7. Use of the monodisperse pore-containing cation exchanger obtainable according to approach 4 for removing cations, color particles or organic components from aqueous or organic solutions and condensates, for softening in the neutral exchange of aqueous or organic solutions and condensates, for cleaning and processing water from the chemical industry, from the electronics industry and from power plants, for the complete desalination of aqueous solutions and / or condensates in combination with gel-like and / or macroporous anion exchangers, for the decolorization and desalination of whey, thin gelatin broths, fruit juices, fruit must and aqueous solutions of sugar, for the separation and purification of biological effective components, as well as for the analysis of the ion content of aqueous solutions by ion exchange chromatography.
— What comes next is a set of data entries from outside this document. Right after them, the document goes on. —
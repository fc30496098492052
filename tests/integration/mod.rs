// Shared setup for the integration tests. Every test gets its own SQLite
// file in a temp dir and its own mock shop server.

pub mod alert_tests;
pub mod export_tests;
pub mod history_tests;
pub mod maintenance_tests;
pub mod pipeline_tests;
pub mod scheduler_tests;

use std::path::Path;

use price_tracker::models::{NewProduct, Product};
use price_tracker::{AppConfig, AppContext};
use rust_decimal::Decimal;
use tempfile::TempDir;
use wiremock::matchers::{method, path};
use wiremock::{Mock, MockServer, ResponseTemplate};

pub struct TestEnv {
    pub dir: TempDir,
    pub ctx: AppContext,
    pub server: MockServer,
}

impl TestEnv {
    pub fn url(&self, page: &str) -> String {
        format!("{}{}", self.server.uri(), page)
    }
}

/// Test configuration for integration tests
pub fn get_test_config(dir: &Path) -> AppConfig {
    let mut config = AppConfig::default();
    config.database.path = dir.join("tracker.db");
    config.database.backup_dir = dir.join("backups");
    config.scraper.browser_fallback = false;
    config.scraper.retry_attempts = 0;
    config.scraper.retry_delay_ms = 10;
    config.scraper.request_timeout = 5;
    config.scheduler.check_on_start = false;
    config.scheduler.max_concurrent_checks = 2;
    config
}

pub async fn create_test_env() -> anyhow::Result<TestEnv> {
    let dir = tempfile::tempdir()?;
    let ctx = AppContext::new(get_test_config(dir.path())).await?;
    let server = MockServer::start().await;

    Ok(TestEnv { dir, ctx, server })
}

pub fn dec(s: &str) -> Decimal {
    s.parse().unwrap()
}

pub fn price_page(price: &str) -> String {
    format!(
        r#"<html><head><title>Product</title></head>
<body>
  <h1>Espresso Machine</h1>
  <div class="product-info"><span class="sale-price">${}</span></div>
  <script>var tracking = "$1.00";</script>
</body></html>"#,
        price
    )
}

/// Serves `price` on `page`, replacing anything mounted before.
pub async fn serve_price(env: &TestEnv, page: &str, price: &str) {
    env.server.reset().await;
    Mock::given(method("GET"))
        .and(path(page))
        .respond_with(ResponseTemplate::new(200).set_body_string(price_page(price)))
        .mount(&env.server)
        .await;
}

pub async fn add_product(env: &TestEnv, page: &str, target: Option<&str>) -> anyhow::Result<Product> {
    let product = env
        .ctx
        .product_manager
        .create_product(NewProduct {
            name: format!("Product at {}", page),
            url: env.url(page),
            selector: None,
            target_price: target.map(dec),
            auto_track: Some(true),
            check_interval_minutes: None,
        })
        .await?;

    Ok(product)
}
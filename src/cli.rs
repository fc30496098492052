use anyhow::{Context, Result, bail};
use chrono::Local;
use clap::{Parser, Subcommand};
use rust_decimal::Decimal;
use std::path::PathBuf;
use std::time::Duration;
use tracing::{info, warn};

use crate::config::AppConfig;
use crate::context::AppContext;
use crate::core::export::ExportDocument;
use crate::core::product_manager::ProductCheckResult;
use crate::core::scraper::WebScraper;
use crate::models::{NewProduct, Product, UpdateProduct, format_change};

#[derive(Parser)]
#[command(name = "price-tracker", version)]
#[command(about = "Track product prices and get alerted when they drop", long_about = None)]
pub struct Cli {
    /// Configuration file layered over config/default.toml
    #[arg(short, long, global = true, env = "PRICE_TRACKER_CONFIG")]
    pub config: Option<PathBuf>,

    /// Database file, overriding database.path
    #[arg(long, global = true)]
    pub database: Option<PathBuf>,

    #[command(subcommand)]
    pub command: Commands,
}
8. Use of the monodisperse pore-containing copolymer obtained according to claim 5 for the separation and purification of biologically active components from their solutions, for analyzing the ion content of aqueous solutions by ion exchange chromatography, for removing color particles or organic components from aqueous or organic solutions, as a carrier for organic molecules how Chelating agents, enzymes and antibodies, for the separation and purification of biologically active components, for removing color particles or organic components from aqueous or organic solutions, or the carrier for organic molecules such as chelating agents, enzymes and antibodies, which are either adsorbed onto the carrier or by Reaction with a functional group present on the support can be fixed covalently or ionically.